En lo que unas desaguaban, otros pedíamos algo de comer. Mientras me comía un pedazo de un taco de pollo, escuché que tenían gandinga. ¡GANDINGA!, fue mi reacción. Otra voz grito cuando escuchó la palabra mágica «cuajito». De inmediato, pedimos un vasito de gandinga y otro de cuajito. Uno de los que estaba probando el cuerito del lechón nos dijo que estaba como manjar de los dioses. Pues vamos, había que probarlo ¿no? Otra experiencia maravillosa. Por supuesto que preguntamos cómo llegar a la carretera de Adjuntas que conduce ¿adónde? A Jayuya.

La comida sabía a campo.  El joven que nos atendía era el típico jíbaro del centro de la isla: de tez blanca, cachetes colora’os.
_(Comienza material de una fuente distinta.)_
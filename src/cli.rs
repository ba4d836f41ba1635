// src/cli.rs

//! CLI argument parsing using `clap`.
//!
//! NOTE: this expects `clap` to be built with the `derive` feature, e.g.:
//! `clap = { version = "4.5.53", features = ["derive"] }` in `Cargo.toml`.

use clap::{Parser, ValueEnum};

/// Command-line arguments for `dropflow`.
#[derive(Debug, Clone, Parser)]
#[command(
    name = "dropflow",
    version,
    about = "Watch a directory and run tagged task pipelines when matching files appear.",
    long_about = None
)]
pub struct CliArgs {
    /// Path to the config file (TOML).
    ///
    /// Default: `Dropflow.toml` in the current working directory.
    #[arg(long, value_name = "PATH", default_value = "Dropflow.toml")]
    pub config: String,

    /// Logging level (error, warn, info, debug, trace).
    ///
    /// If omitted, `DROPFLOW_LOG` or a default level will be used.
    #[arg(long, value_enum, value_name = "LEVEL")]
    pub log_level: Option<LogLevel>,

    /// Parse + validate, print the registered pipelines, but don't watch or
    /// execute anything.
    #[arg(long)]
    pub dry_run: bool,
}

/// Log level as exposed on the CLI.
#[derive(Debug, Copy, Clone, ValueEnum)]
pub enum LogLevel {
    Error,
    Warn,
    Info,
    Debug,
    Trace,
}

/// Convenience wrapper around `CliArgs::parse()`.
pub fn parse() -> CliArgs {
    CliArgs::parse()
}
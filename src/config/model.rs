// src/config/model.rs

use std::collections::BTreeMap;
use std::path::PathBuf;

use serde::Deserialize;

use crate::types::FallbackAction;
use crate::watch::DEFAULT_WAIT_SECONDS;

/// Top-level configuration as read from a TOML file, before validation.
///
/// ```toml
/// [watch]
/// path = "landing"
/// recursive = false
/// wait_seconds = 20
/// on_unmatched = "none"
///
/// [pipeline.sales]
/// tasks = [
///     { script = "scripts/extract.sh", group = "extract", log_dir = "logs/sales" },
///     { script = "scripts/load.sh", group = "load", log_dir = "logs/sales" },
/// ]
/// ```
///
/// The `[watch]` section is optional; `[pipeline.<tag>]` tables are keyed by
/// the tag matched against created file names.
#[derive(Debug, Clone, Default, Deserialize)]
pub struct RawConfigFile {
    #[serde(default)]
    pub watch: WatchSection,

    #[serde(default)]
    pub pipeline: BTreeMap<String, PipelineConfig>,
}

/// Configuration that has passed validation.
///
/// Construct via `TryFrom<RawConfigFile>` (see [`validate`]) or through
/// [`loader::load_and_validate`].
///
/// [`validate`]: super::validate
/// [`loader::load_and_validate`]: super::loader::load_and_validate
#[derive(Debug, Clone)]
pub struct ConfigFile {
    pub watch: WatchSection,
    pub pipeline: BTreeMap<String, PipelineConfig>,
}

impl ConfigFile {
    /// Build a `ConfigFile` without running validation. Callers are expected
    /// to have validated the contents already.
    pub fn new_unchecked(watch: WatchSection, pipeline: BTreeMap<String, PipelineConfig>) -> Self {
        Self { watch, pipeline }
    }
}

/// `[watch]` section.
#[derive(Debug, Clone, Deserialize)]
pub struct WatchSection {
    /// Directory observed for file creations.
    #[serde(default = "default_watch_path")]
    pub path: PathBuf,

    /// Whether subdirectories are watched too.
    #[serde(default)]
    pub recursive: bool,

    /// Heartbeat interval of the watch loop, in seconds.
    #[serde(default = "default_wait_seconds")]
    pub wait_seconds: u64,

    /// What to do with created files no tag matches.
    #[serde(default)]
    pub on_unmatched: FallbackAction,
}

fn default_watch_path() -> PathBuf {
    PathBuf::from(".")
}

fn default_wait_seconds() -> u64 {
    DEFAULT_WAIT_SECONDS
}

impl Default for WatchSection {
    fn default() -> Self {
        Self {
            path: default_watch_path(),
            recursive: false,
            wait_seconds: default_wait_seconds(),
            on_unmatched: FallbackAction::default(),
        }
    }
}

/// `[pipeline.<tag>]` section: the ordered task list run when the tag
/// matches a created file name.
#[derive(Debug, Clone, Deserialize)]
pub struct PipelineConfig {
    pub tasks: Vec<TaskEntry>,
}

/// One task within a pipeline.
#[derive(Debug, Clone, Deserialize)]
pub struct TaskEntry {
    /// Executable to run.
    pub script: PathBuf,

    /// Wave label; consecutive tasks sharing a group run concurrently.
    pub group: String,

    /// Directory receiving the per-execution stdout log.
    pub log_dir: PathBuf,
}
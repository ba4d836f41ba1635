// src/main.rs

use dropflow::{cli, logging, run};

#[tokio::main]
async fn main() {
    if let Err(err) = run_main().await {
        eprintln!("dropflow error: {err:?}");
        std::process::exit(1);
    }
}

async fn run_main() -> anyhow::Result<()> {
    let args = cli::parse();
    logging::init_logging(args.log_level)?;
    run(args).await
}
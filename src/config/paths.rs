// src/config/paths.rs

//! Path containment checks used by config validation.

use std::path::{Component, Path, PathBuf};

/// Does `path` point into `root` (or equal it)?
///
/// This is intentionally lenient about representation:
/// - First we try a direct component-wise prefix match.
/// - If that fails (e.g. `"logs"` against the default watch path `"."`, or
///   a relative/absolute mix), both paths are anchored at the current
///   working directory and compared lexically, with `.` and `..` resolved.
///
/// Neither path has to exist, so log directories can be checked before
/// anything creates them. Symlinks are not followed.
pub fn is_inside(root: &Path, path: &Path) -> bool {
    // Fast path: same representation, plain prefix match.
    if path.starts_with(root) {
        return true;
    }

    // Robust path: give both the same anchor, then compare lexically.
    let Ok(cwd) = std::env::current_dir() else {
        return false;
    };
    lexical_absolute(&cwd, path).starts_with(lexical_absolute(&cwd, root))
}

/// Anchor `path` at `base` when it is relative, then resolve `.` and `..`
/// components without touching the filesystem.
fn lexical_absolute(base: &Path, path: &Path) -> PathBuf {
    let mut out = PathBuf::new();
    for component in base.join(path).components() {
        match component {
            Component::CurDir => {}
            // `..` at the filesystem root stays at the root.
            Component::ParentDir => {
                out.pop();
            }
            other => out.push(other.as_os_str()),
        }
    }
    out
}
Tenía puesto unas gafas oscuras. Su don de gente fue lo más que me llamó la atención porque nos recordó lo bonito que llevamos todos por dentro los que decimos ¡ay, bendito!  Mi prima por parte de mi padre, que es una católica de las carismáticas, quedó fascinada con el lugar porque tenía un letrero que leía: si tengo buen negocio es porque Dios es mi jefe. Además la música que se escuchaba era música cristiana. Que más podía pedir.

Tantas alabanzas le hicimos a la comida, que el joven llamó a la cocinera: su mamá. Nuestra sorpresa fue que esperábamos a una viejita con el pelo canoso recogido en un moño porque la comida sabía a comida de antes, no a la de ahora. Pero no, resultó ser una mujer joven y muy guapa.  Había una foto que mostraba a una chica muy hermosa en una de las paredes.  Era una hija que había participado en algún certamen de belleza y la foto era parte de la promoción de alguna campaña benéfica.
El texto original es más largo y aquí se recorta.